Jésus et Dionysos

Plusieurs politiques ou religieux, se posant en représentants et défenseurs des honnêtes gens chrétiens, ont crié au scandale face au tableau « Festivités » de la Cérémonie d’Ouverture des Jeux Olympiques, qu’ils ont identifié comme une attaque contre le christianisme – et par extension contre les chrétiens. Dans ce tableau vivant, un groupe de Drag-Queens était rassemblé autour d’un banquet dont la disposition et certains symboles étaient proches des représentations culturelles classiques du Dernier Repas de Jésus et ses disciples.

Et au milieu du banquet, Dionysos arrive, allongé en petite tenue. Alors, blasphème ?

Thomas Jolly, le metteur en scène à l’initiative de cette représentation, précise que son oeuvre n’était pas censée évoquer Jésus et ses disciples mais les dieux de l’Olympe – en lien avec les Jeux Olympiques. Des internautes ont remarqué des correspondances entre cette scène et le « Festin des Dieux », un tableau du protestant J.H. van Bijlert (1635) : notamment la tablée en arrière-plan, Dionysos allongé au premier plan, une auréole sur le personnage central, etc. Ce tableau dépeint une scène de la mythologie grecque, mais le peintre a volontairement repris les codes des représentations classiques du Dernier Repas pour subvertir la commande qui lui avait été faite ici.

Était-ce légitime pour van Bijlert de détourner une œuvre censée être de la mythologie grecque avec des codes artistiques renvoyant au christianisme ?

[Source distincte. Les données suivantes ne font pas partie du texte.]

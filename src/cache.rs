// Copyright (c) 2025 - Cowboy AI, Inc.
//! Resolution Cache
//!
//! Maps local natural keys to identifiers assigned by the target system.
//! Written only between stages, after a stage's upserts have drained, and
//! read-only while a stage is in flight; it therefore needs no locking.

use std::collections::HashMap;

use crate::domain::{EntityKey, RemoteId};
use crate::errors::ReconcileError;

#[derive(Debug, Clone, Default, PartialEq, Eq)]
pub struct ResolutionCache {
    ids: HashMap<EntityKey, RemoteId>,
}

impl ResolutionCache {
    pub fn new() -> Self {
        Self::default()
    }

    pub fn get(&self, key: &EntityKey) -> Option<RemoteId> {
        self.ids.get(key).copied()
    }

    pub fn contains(&self, key: &EntityKey) -> bool {
        self.ids.contains_key(key)
    }

    /// Remote id for a dependency, or `UnresolvedReference`
    pub fn require(&self, key: &EntityKey) -> Result<RemoteId, ReconcileError> {
        self.get(key)
            .ok_or_else(|| ReconcileError::UnresolvedReference(key.clone()))
    }

    /// Record a resolved id, returning the previous one if the key was known
    pub fn insert(&mut self, key: EntityKey, id: RemoteId) -> Option<RemoteId> {
        self.ids.insert(key, id)
    }

    pub fn len(&self) -> usize {
        self.ids.len()
    }

    pub fn is_empty(&self) -> bool {
        self.ids.is_empty()
    }
}
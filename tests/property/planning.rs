// Copyright (c) 2025 - Cowboy AI, Inc.
//! Property tests for dependency planning
//!
//! Whatever order facts arrive in, every scheduled entity must sit in a
//! later stage than each of its dependencies.

use proptest::prelude::*;
use std::collections::HashSet;

use cim_netbox_reconciler::domain::EntityKey;
use cim_netbox_reconciler::normalize::normalize_batch;
use cim_netbox_reconciler::plan::resolve;
use cim_netbox_reconciler::ResolutionCache;

use crate::fixtures::topology_facts;

proptest! {
    #[test]
    fn prop_dependencies_precede_dependents(facts in Just(topology_facts()).prop_shuffle()) {
        let (entities, rejections) = normalize_batch(&facts);
        prop_assert!(rejections.is_empty());

        let plan = resolve(entities, rejections, &ResolutionCache::new());
        prop_assert!(plan.settled.is_empty());
        prop_assert_eq!(plan.scheduled(), facts.len());

        let mut resolved: HashSet<EntityKey> = HashSet::new();
        let mut last_index = None;
        for stage in &plan.stages {
            prop_assert!(last_index.map_or(true, |last| stage.index > last));
            last_index = Some(stage.index);

            for entity in &stage.entities {
                prop_assert_eq!(entity.kind().stage(), stage.index);
                for dependency in entity.dependencies() {
                    prop_assert!(
                        resolved.contains(&dependency),
                        "{} scheduled before {}",
                        entity.key(),
                        dependency
                    );
                }
            }
            resolved.extend(stage.entities.iter().map(|entity| entity.key()));
        }
    }

    #[test]
    fn prop_duplicates_collapse_to_one_entity(copies in 1usize..5) {
        let facts: Vec<_> = std::iter::repeat(topology_facts())
            .take(copies)
            .flatten()
            .collect();
        let (entities, rejections) = normalize_batch(&facts);

        let plan = resolve(entities, rejections, &ResolutionCache::new());

        prop_assert_eq!(plan.scheduled(), topology_facts().len());
        let keys: HashSet<EntityKey> = plan.scheduled_keys().collect();
        prop_assert_eq!(keys.len(), plan.scheduled());
    }
}
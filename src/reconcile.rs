// Copyright (c) 2025 - Cowboy AI, Inc.
//! Pusher / Reconciler
//!
//! Executes a [`Plan`] against a [`TargetClient`].
//!
//! # Execution Model
//!
//! ```text
//! for each stage (strictly sequential):
//!     cancelled?            → remaining entities Skipped(Cancelled)
//!     dependency failed?    → Skipped(DependencyFailed)
//!     otherwise dispatch    → bounded pool of `concurrency` upserts
//!     drain, then write resolved ids into the cache
//! ```
//!
//! Upserts are create-or-update: find by natural key, then `update` the
//! mutable fields or `create`. Running the same batch twice yields the same
//! objects; the second run is all updates.
//!
//! A failed entity never aborts the plan. Retryable remote errors are
//! retried at most `remote_retries` times.

use chrono::Utc;
use futures::stream::{self, StreamExt};
use std::collections::HashSet;
use std::sync::Arc;
use tokio_util::sync::CancellationToken;
use tracing::{debug, warn};

use crate::cache::ResolutionCache;
use crate::config::ReconcileConfig;
use crate::discovery::DiscoveryBatch;
use crate::domain::{EntityKey, EntityKind, NormalizedEntity, RemoteId};
use crate::errors::ReconcileError;
use crate::normalize::normalize_batch;
use crate::payload::UpsertRequest;
use crate::plan::{resolve, Plan};
use crate::report::{BatchReport, EntityOutcome, Outcome, SkipReason};
use crate::target::{ClientError, TargetClient};

#[derive(Debug, Clone, Copy, PartialEq, Eq)]
pub enum UpsertAction {
    Created,
    Updated,
}

/// Successful upsert of one entity
#[derive(Debug, Clone, Copy, PartialEq, Eq)]
pub struct Upserted {
    pub id: RemoteId,
    pub action: UpsertAction,
}

impl From<Upserted> for Outcome {
    fn from(upserted: Upserted) -> Self {
        match upserted.action {
            UpsertAction::Created => Outcome::Created(upserted.id),
            UpsertAction::Updated => Outcome::Updated(upserted.id),
        }
    }
}

/// Pushes normalized entities to a target
pub struct Reconciler<T: TargetClient + ?Sized> {
    target: Arc<T>,
    config: ReconcileConfig,
}

impl<T: TargetClient + ?Sized> Reconciler<T> {
    pub fn new(target: Arc<T>, config: ReconcileConfig) -> Self {
        Self { target, config }
    }

    /// Create or update one entity
    ///
    /// References are resolved through `cache`; a missing id fails with
    /// `UnresolvedReference` without calling the target.
    pub async fn upsert(
        &self,
        entity: &NormalizedEntity,
        cache: &ResolutionCache,
    ) -> Result<Upserted, ReconcileError> {
        let kind = entity.kind();
        let request = UpsertRequest::build(entity, cache)?;

        let mut attempt = 0;
        loop {
            match self.try_upsert(kind, &request).await {
                Ok(upserted) => return Ok(upserted),
                Err(error) if error.is_retryable() && attempt < self.config.remote_retries => {
                    attempt += 1;
                    debug!(
                        kind = %kind,
                        key = %entity.key().key,
                        attempt,
                        error = %error,
                        "Retrying upsert"
                    );
                }
                Err(error) => return Err(ReconcileError::RemoteCall(error)),
            }
        }
    }

    async fn try_upsert(
        &self,
        kind: EntityKind,
        request: &UpsertRequest,
    ) -> Result<Upserted, ClientError> {
        match self.target.find_by_key(kind, &request.filters).await? {
            Some(id) => {
                self.target.update(kind, id, &request.body).await?;
                Ok(Upserted {
                    id,
                    action: UpsertAction::Updated,
                })
            }
            None => {
                let id = self.target.create(kind, &request.body).await?;
                Ok(Upserted {
                    id,
                    action: UpsertAction::Created,
                })
            }
        }
    }

    /// Execute a plan stage by stage
    ///
    /// Returns one outcome per entity: the plan's settled outcomes first, then
    /// every scheduled entity in plan order. The cache is written only after
    /// each stage drains and only with resolved ids.
    pub async fn execute(
        &self,
        plan: Plan,
        cache: &mut ResolutionCache,
        cancel: &CancellationToken,
    ) -> Vec<EntityOutcome> {
        let mut outcomes = plan.settled;
        let mut unresolved: HashSet<EntityKey> =
            outcomes.iter().map(|entry| entry.key.clone()).collect();
        let concurrency = self.config.concurrency.max(1);

        for stage in plan.stages {
            if cancel.is_cancelled() {
                debug!(stage = stage.index, "Stage not started: cancelled");
                outcomes.extend(stage.entities.iter().map(|entity| {
                    EntityOutcome::skipped(entity.key(), SkipReason::Cancelled)
                }));
                continue;
            }

            let mut slots: Vec<Option<Outcome>> = vec![None; stage.entities.len()];
            let mut dispatch = Vec::with_capacity(stage.entities.len());

            for (index, entity) in stage.entities.iter().enumerate() {
                let failed_dependency = entity
                    .dependencies()
                    .into_iter()
                    .find(|dependency| unresolved.contains(dependency));
                match failed_dependency {
                    Some(dependency) => {
                        slots[index] = Some(Outcome::Skipped(SkipReason::DependencyFailed(
                            dependency,
                        )))
                    }
                    None => dispatch.push((index, entity.clone())),
                }
            }

            debug!(
                stage = stage.index,
                dispatched = dispatch.len(),
                skipped = stage.entities.len() - dispatch.len(),
                "Executing stage"
            );

            let snapshot: &ResolutionCache = cache;
            let results: Vec<(usize, Outcome)> = stream::iter(dispatch)
                .map(|(index, entity)| self.dispatch(index, entity, snapshot, cancel))
                .buffer_unordered(concurrency)
                .collect()
                .await;

            for (index, outcome) in results {
                slots[index] = Some(outcome);
            }

            for (entity, slot) in stage.entities.iter().zip(slots) {
                let key = entity.key();
                let outcome = slot.unwrap_or(Outcome::Skipped(SkipReason::Cancelled));
                match outcome.remote_id() {
                    Some(id) => {
                        cache.insert(key.clone(), id);
                    }
                    None => {
                        unresolved.insert(key.clone());
                    }
                }
                outcomes.push(EntityOutcome::new(key, outcome));
            }
        }

        outcomes
    }

    async fn dispatch(
        &self,
        index: usize,
        entity: NormalizedEntity,
        cache: &ResolutionCache,
        cancel: &CancellationToken,
    ) -> (usize, Outcome) {
        if cancel.is_cancelled() {
            return (index, Outcome::Skipped(SkipReason::Cancelled));
        }

        let outcome = match self.upsert(&entity, cache).await {
            Ok(upserted) => Outcome::from(upserted),
            Err(error) => {
                warn!(
                    kind = %entity.kind(),
                    key = %entity.key().key,
                    error = %error,
                    "Upsert failed"
                );
                Outcome::Failed(error)
            }
        };
        (index, outcome)
    }

    /// Normalize, plan and push one discovery batch
    pub async fn reconcile_batch(
        &self,
        batch: &DiscoveryBatch,
        cache: &mut ResolutionCache,
        cancel: &CancellationToken,
    ) -> BatchReport {
        let started_at = Utc::now();

        let (entities, rejections) = normalize_batch(&batch.facts);
        let plan = resolve(entities, rejections, cache);
        debug!(
            batch_id = %batch.batch_id,
            facts = batch.len(),
            scheduled = plan.scheduled(),
            settled = plan.settled.len(),
            stages = plan.stages.len(),
            "Batch planned"
        );

        let outcomes = self.execute(plan, cache, cancel).await;

        BatchReport {
            batch_id: batch.batch_id,
            agent: batch.agent.clone(),
            started_at,
            finished_at: Utc::now(),
            outcomes,
        }
    }
}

Si oui, pourquoi s’offense-t-on que Jolly puisse détourner une œuvre censée être chrétienne avec des codes renvoyant à la mythologie grecque (sachant qu’il se défend d’avoir eu cette intention) ? Et sinon, alors il y a un problème de taille pour ceux qui se disent chrétiens. Car détourner une représentation de Dionysos avec des codes chrétiens, c’est que c’est précisément ce que fait Saint Paul dans la Bible.

Saint Paul, un blasphémateur ?

La conversion de Paul nous est relatée trois fois dans le livre des Actes :
  • D’abord par Luc, en tant que narrateur (Ac 9)
  • Puis par Paul lui-même, d’abord à des juifs (Ac 22)
  • Et enfin au roi grec Agrippa (Ac 26)
À une époque où le papier coûte très cher, il est étonnant de constater que l’auteur répète la même histoire plusieurs fois, alors qu’il choisit d’être très succinct par ailleurs (Ac 28 par exemple). En l’occurrence, dans la dernière version du récit de Paul apparaît un détail inédit : Jésus aurait prononcé, en hébreu, une phrase étrange…
Il te serait dur de regimber contre les aiguillons.

Actes 26.14

On lit, sur la plupart des sites d’enseignement chrétien, qu’il s’agit d’un proverbe : les bœufs tirant les charrues étaient maintenus dans le bon axe par des aiguillons qui les empêchaient de dévier, et contre lesquels ils donnaient en vain des coups de pattes.

Pourtant, il est impossible de retrouver la moindre trace de ce proverbe dans la langue hébraïque. Qui plus est, malgré la centralité de la résurrection, la stratégie d’évangélisation de Paul est inhabituelle : il insiste sur son zèle religieux et celui d’Agrippa et dit que Jésus « brille plus que le soleil ».

Coup de théâtre

Tout s’éclaire lorsqu’on reconnaît que la phrase énigmatique est en fait une citation, tirée d’une célèbre pièce de théâtre grecque du 4e s. av.J-C, intitulée « Les Bacchantes » [1]. Par cette référence culturelle et artistique, Paul trace un parallèle entre Jésus et Dionysos, sans pour autant suggérer une confusion entre les deux.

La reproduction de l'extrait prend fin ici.